* [Required action] The expected result is every line of the records, printed exactly.

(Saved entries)
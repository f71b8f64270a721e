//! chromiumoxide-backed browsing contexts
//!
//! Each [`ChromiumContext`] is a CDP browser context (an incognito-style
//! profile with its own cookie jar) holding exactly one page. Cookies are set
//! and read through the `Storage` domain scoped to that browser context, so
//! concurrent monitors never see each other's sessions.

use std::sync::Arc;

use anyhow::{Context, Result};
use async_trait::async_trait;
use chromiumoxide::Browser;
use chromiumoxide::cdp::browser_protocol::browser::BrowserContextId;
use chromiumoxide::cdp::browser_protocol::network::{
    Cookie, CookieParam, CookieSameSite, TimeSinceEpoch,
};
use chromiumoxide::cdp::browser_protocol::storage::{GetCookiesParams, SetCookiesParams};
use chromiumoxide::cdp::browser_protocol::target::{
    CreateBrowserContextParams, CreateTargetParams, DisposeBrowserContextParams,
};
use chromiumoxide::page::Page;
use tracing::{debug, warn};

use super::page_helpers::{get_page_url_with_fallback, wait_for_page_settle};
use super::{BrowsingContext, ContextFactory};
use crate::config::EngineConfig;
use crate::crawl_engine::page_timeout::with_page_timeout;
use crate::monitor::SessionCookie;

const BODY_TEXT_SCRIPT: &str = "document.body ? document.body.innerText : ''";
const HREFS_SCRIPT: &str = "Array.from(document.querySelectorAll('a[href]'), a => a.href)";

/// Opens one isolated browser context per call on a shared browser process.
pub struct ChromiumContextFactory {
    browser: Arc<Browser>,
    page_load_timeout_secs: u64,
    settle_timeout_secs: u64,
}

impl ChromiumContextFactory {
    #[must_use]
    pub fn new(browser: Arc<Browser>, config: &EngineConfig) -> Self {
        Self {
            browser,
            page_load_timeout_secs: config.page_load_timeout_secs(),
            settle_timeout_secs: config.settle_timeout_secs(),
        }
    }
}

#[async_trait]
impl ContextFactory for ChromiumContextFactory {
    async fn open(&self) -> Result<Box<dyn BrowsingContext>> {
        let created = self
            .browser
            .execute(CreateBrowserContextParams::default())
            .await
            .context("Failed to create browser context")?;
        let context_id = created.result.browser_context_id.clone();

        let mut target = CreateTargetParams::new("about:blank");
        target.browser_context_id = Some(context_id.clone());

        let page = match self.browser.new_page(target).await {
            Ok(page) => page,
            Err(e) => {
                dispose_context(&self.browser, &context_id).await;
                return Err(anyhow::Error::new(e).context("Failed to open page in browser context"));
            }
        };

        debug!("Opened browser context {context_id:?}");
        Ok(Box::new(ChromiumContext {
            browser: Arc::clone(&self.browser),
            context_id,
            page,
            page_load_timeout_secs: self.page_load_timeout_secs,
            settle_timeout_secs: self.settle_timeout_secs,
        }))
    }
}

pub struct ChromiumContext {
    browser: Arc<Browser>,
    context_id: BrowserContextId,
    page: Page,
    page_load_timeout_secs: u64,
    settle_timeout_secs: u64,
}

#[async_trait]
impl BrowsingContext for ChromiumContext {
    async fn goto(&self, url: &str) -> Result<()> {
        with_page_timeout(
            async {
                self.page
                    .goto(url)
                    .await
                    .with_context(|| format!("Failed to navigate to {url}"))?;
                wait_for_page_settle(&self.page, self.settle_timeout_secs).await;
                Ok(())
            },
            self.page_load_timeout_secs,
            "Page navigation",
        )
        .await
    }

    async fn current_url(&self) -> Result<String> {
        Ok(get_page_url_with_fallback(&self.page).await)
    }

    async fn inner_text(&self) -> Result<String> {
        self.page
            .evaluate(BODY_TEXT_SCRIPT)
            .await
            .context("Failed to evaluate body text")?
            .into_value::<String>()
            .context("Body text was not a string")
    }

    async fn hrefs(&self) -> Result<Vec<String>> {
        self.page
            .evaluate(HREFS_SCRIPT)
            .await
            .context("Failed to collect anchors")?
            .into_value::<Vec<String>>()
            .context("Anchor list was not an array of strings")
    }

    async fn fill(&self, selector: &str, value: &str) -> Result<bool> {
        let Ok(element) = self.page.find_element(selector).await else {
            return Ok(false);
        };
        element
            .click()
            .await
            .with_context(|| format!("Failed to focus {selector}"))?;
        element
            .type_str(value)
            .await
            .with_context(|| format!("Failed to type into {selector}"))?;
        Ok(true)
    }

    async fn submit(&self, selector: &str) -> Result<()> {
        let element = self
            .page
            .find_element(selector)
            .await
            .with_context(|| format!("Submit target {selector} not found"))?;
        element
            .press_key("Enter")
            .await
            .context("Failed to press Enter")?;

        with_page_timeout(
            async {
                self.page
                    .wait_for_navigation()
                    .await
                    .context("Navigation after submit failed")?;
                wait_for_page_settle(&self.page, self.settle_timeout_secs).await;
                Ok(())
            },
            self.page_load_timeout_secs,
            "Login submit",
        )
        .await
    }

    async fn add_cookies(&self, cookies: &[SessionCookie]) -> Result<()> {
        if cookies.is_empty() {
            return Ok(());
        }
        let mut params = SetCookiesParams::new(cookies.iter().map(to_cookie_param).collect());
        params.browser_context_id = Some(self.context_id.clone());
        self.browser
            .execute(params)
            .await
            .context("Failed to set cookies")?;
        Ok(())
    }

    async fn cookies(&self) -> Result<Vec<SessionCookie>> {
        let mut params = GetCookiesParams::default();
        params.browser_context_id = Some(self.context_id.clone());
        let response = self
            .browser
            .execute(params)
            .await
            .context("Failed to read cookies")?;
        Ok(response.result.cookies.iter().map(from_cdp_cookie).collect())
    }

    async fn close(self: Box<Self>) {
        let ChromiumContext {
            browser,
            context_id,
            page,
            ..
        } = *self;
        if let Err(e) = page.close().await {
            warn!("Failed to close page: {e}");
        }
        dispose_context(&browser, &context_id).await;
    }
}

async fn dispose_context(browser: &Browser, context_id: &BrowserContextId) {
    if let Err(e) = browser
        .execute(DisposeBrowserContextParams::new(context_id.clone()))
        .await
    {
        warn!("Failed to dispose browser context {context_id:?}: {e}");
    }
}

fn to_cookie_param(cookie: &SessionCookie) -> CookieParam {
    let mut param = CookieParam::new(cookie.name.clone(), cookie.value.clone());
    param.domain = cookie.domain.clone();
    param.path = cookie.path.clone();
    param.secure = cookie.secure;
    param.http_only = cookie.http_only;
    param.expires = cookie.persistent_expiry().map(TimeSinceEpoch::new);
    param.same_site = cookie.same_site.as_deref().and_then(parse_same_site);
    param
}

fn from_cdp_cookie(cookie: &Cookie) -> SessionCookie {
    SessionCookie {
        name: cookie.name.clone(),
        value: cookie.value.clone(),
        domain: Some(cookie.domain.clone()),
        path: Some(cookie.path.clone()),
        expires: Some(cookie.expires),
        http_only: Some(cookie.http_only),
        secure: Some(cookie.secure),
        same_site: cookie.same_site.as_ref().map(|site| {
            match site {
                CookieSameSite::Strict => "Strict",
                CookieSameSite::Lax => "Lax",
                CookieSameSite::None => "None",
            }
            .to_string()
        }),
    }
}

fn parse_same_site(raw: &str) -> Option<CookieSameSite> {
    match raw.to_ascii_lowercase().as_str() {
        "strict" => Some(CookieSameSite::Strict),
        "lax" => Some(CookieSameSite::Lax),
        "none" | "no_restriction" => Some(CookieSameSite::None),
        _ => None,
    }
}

* [Solution below]
repository f71b8f64270a721e
//! chromiumoxide-backed browsing contexts
//!
//! Each [`ChromiumContext`] is a CDP browser context (an incognito-style
//! profile with its own cookie jar) holding exactly one page. Cookies are set
//! and read through the `Storage` domain scoped to that browser context, so
//! concurrent monitors never see each other's sessions.

use std::sync::Arc;

use anyhow::{Context, Result};
use async_trait::async_trait;
use chromiumoxide::Browser;
use chromiumoxide::cdp::browser_protocol::browser::BrowserContextId;
use chromiumoxide::cdp::browser_protocol::network::{
    Cookie, CookieParam, CookieSameSite, TimeSinceEpoch,
};
use chromiumoxide::cdp::browser_protocol::storage::{GetCookiesParams, SetCookiesParams};
use chromiumoxide::cdp::browser_protocol::target::{
    CreateBrowserContextParams, CreateTargetParams, DisposeBrowserContextParams,
};
use chromiumoxide::page::Page;
use tracing::{debug, warn};

use super::page_helpers::{get_page_url_with_fallback, wait_for_page_settle};
use super::{BrowsingContext, ContextFactory};
use crate::config::EngineConfig;
use crate::crawl_engine::page_timeout::with_page_timeout;
use crate::monitor::SessionCookie;

const BODY_TEXT_SCRIPT: &str = "document.body ? document.body.innerText : ''";
const HREFS_SCRIPT: &str = "Array.from(document.querySelectorAll('a[href]'), a => a.href)";

/// Opens one isolated browser context per call on a shared browser process.
pub struct ChromiumContextFactory {
    browser: Arc<Browser>,
    page_load_timeout_secs: u64,
    settle_timeout_secs: u64,
}

impl ChromiumContextFactory {
    #[must_use]
    pub fn new(browser: Arc<Browser>, config: &EngineConfig) -> Self {
        Self {
            browser,
            page_load_timeout_secs: config.page_load_timeout_secs(),
            settle_timeout_secs: config.settle_timeout_secs(),
        }
    }
}

#[async_trait]
impl ContextFactory for ChromiumContextFactory {
    async fn open(&self) -> Result<Box<dyn BrowsingContext>> {
        let created = self
            .browser
            .execute(CreateBrowserContextParams::default())
            .await
            .context("Failed to create browser context")?;
        let context_id = created.result.browser_context_id.clone();

        let mut target = CreateTargetParams::new("about:blank");
        target.browser_context_id = Some(context_id.clone());

        let page = match self.browser.new_page(target).await {
            Ok(page) => page,
            Err(e) => {
                dispose_context(&self.browser, &context_id).await;
                return Err(anyhow::Error::new(e).context("Failed to open page in browser context"));
            }
        };

        debug!("Opened browser context {context_id:?}");
        Ok(Box::new(ChromiumContext {
            browser: Arc::clone(&self.browser),
            context_id,
            page,
            page_load_timeout_secs: self.page_load_timeout_secs,
            settle_timeout_secs: self.settle_timeout_secs,
        }))
    }
}

pub struct ChromiumContext {
    browser: Arc<Browser>,
    context_id: BrowserContextId,
    page: Page,
    page_load_timeout_secs: u64,
    settle_timeout_secs: u64,
}

#[async_trait]
impl BrowsingContext for ChromiumContext {
    async fn goto(&self, url: &str) -> Result<()> {
        with_page_timeout(
            async {
                self.page
                    .goto(url)
                    .await
                    .with_context(|| format!("Failed to navigate to {url}"))?;
                wait_for_page_settle(&self.page, self.settle_timeout_secs).await;
                Ok(())
            },
            self.page_load_timeout_secs,
            "Page navigation",
        )
        .await
    }

    async fn current_url(&self) -> Result<String> {
        Ok(get_page_url_with_fallback(&self.page).await)
    }

    async fn inner_text(&self) -> Result<String> {
        self.page
            .evaluate(BODY_TEXT_SCRIPT)
            .await
            .context("Failed to evaluate body text")?
            .into_value::<String>()
            .context("Body text was not a string")
    }

    async fn hrefs(&self) -> Result<Vec<String>> {
        self.page
            .evaluate(HREFS_SCRIPT)
            .await
            .context("Failed to collect anchors")?
            .into_value::<Vec<String>>()
            .context("Anchor list was not an array of strings")
    }

    async fn fill(&self, selector: &str, value: &str) -> Result<bool> {
        let Ok(element) = self.page.find_element(selector).await else {
            return Ok(false);
        };
        element
            .click()
            .await
            .with_context(|| format!("Failed to focus {selector}"))?;
        element
            .type_str(value)
            .await
            .with_context(|| format!("Failed to type into {selector}"))?;
        Ok(true)
    }

    async fn submit(&self, selector: &str) -> Result<()> {
        let element = self
            .page
            .find_element(selector)
            .await
            .with_context(|| format!("Submit target {selector} not found"))?;
        element
            .press_key("Enter")
            .await
            .context("Failed to press Enter")?;

        with_page_timeout(
            async {
                self.page
                    .wait_for_navigation()
                    .await
                    .context("Navigation after submit failed")?;
                wait_for_page_settle(&self.page, self.settle_timeout_secs).await;
                Ok(())
            },
            self.page_load_timeout_secs,
            "Login submit",
        )
        .await
    }

    async fn add_cookies(&self, cookies: &[SessionCookie]) -> Result<()> {
        if cookies.is_empty() {
            return Ok(());
        }
        let mut params = SetCookiesParams::new(cookies.iter().map(to_cookie_param).collect());
        params.browser_context_id = Some(self.context_id.clone());
        self.browser
            .execute(params)
            .await
            .context("Failed to set cookies")?;
        Ok(())
    }

    async fn cookies(&self) -> Result<Vec<SessionCookie>> {
        let mut params = GetCookiesParams::default();
        params.browser_context_id = Some(self.context_id.clone());
        let response = self
            .browser
            .execute(params)
            .await
            .context("Failed to read cookies")?;
        Ok(response.result.cookies.iter().map(from_cdp_cookie).collect())
    }

    async fn close(self: Box<Self>) {
        let ChromiumContext {
            browser,
            context_id,
            page,
            ..
        } = *self;
        if let Err(e) = page.close().await {
            warn!("Failed to close page: {e}");
        }
        dispose_context(&browser, &context_id).await;
    }
}

async fn dispose_context(browser: &Browser, context_id: &BrowserContextId) {
    if let Err(e) = browser
        .execute(DisposeBrowserContextParams::new(context_id.clone()))
        .await
    {
        warn!("Failed to dispose browser context {context_id:?}: {e}");
    }
}

fn to_cookie_param(cookie: &SessionCookie) -> CookieParam {
    let mut param = CookieParam::new(cookie.name.clone(), cookie.value.clone());
    param.domain = cookie.domain.clone();
    param.path = cookie.path.clone();
    param.secure = cookie.secure;
    param.http_only = cookie.http_only;
    param.expires = cookie.persistent_expiry().map(TimeSinceEpoch::new);
    param.same_site = cookie.same_site.as_deref().and_then(parse_same_site);
    param
}

fn from_cdp_cookie(cookie: &Cookie) -> SessionCookie {
    SessionCookie {
        name: cookie.name.clone(),
        value: cookie.value.clone(),
        domain: Some(cookie.domain.clone()),
        path: Some(cookie.path.clone()),
        expires: Some(cookie.expires),
        http_only: Some(cookie.http_only),
        secure: Some(cookie.secure),
        same_site: cookie.same_site.as_ref().map(|site| {
            match site {
                CookieSameSite::Strict => "Strict",
                CookieSameSite::Lax => "Lax",
                CookieSameSite::None => "None",
            }
            .to_string()
        }),
    }
}

fn parse_same_site(raw: &str) -> Option<CookieSameSite> {
    match raw.to_ascii_lowercase().as_str() {
        "strict" => Some(CookieSameSite::Strict),
        "lax" => Some(CookieSameSite::Lax),
        "none" | "no_restriction" => Some(CookieSameSite::None),
        _ => None,
    }
}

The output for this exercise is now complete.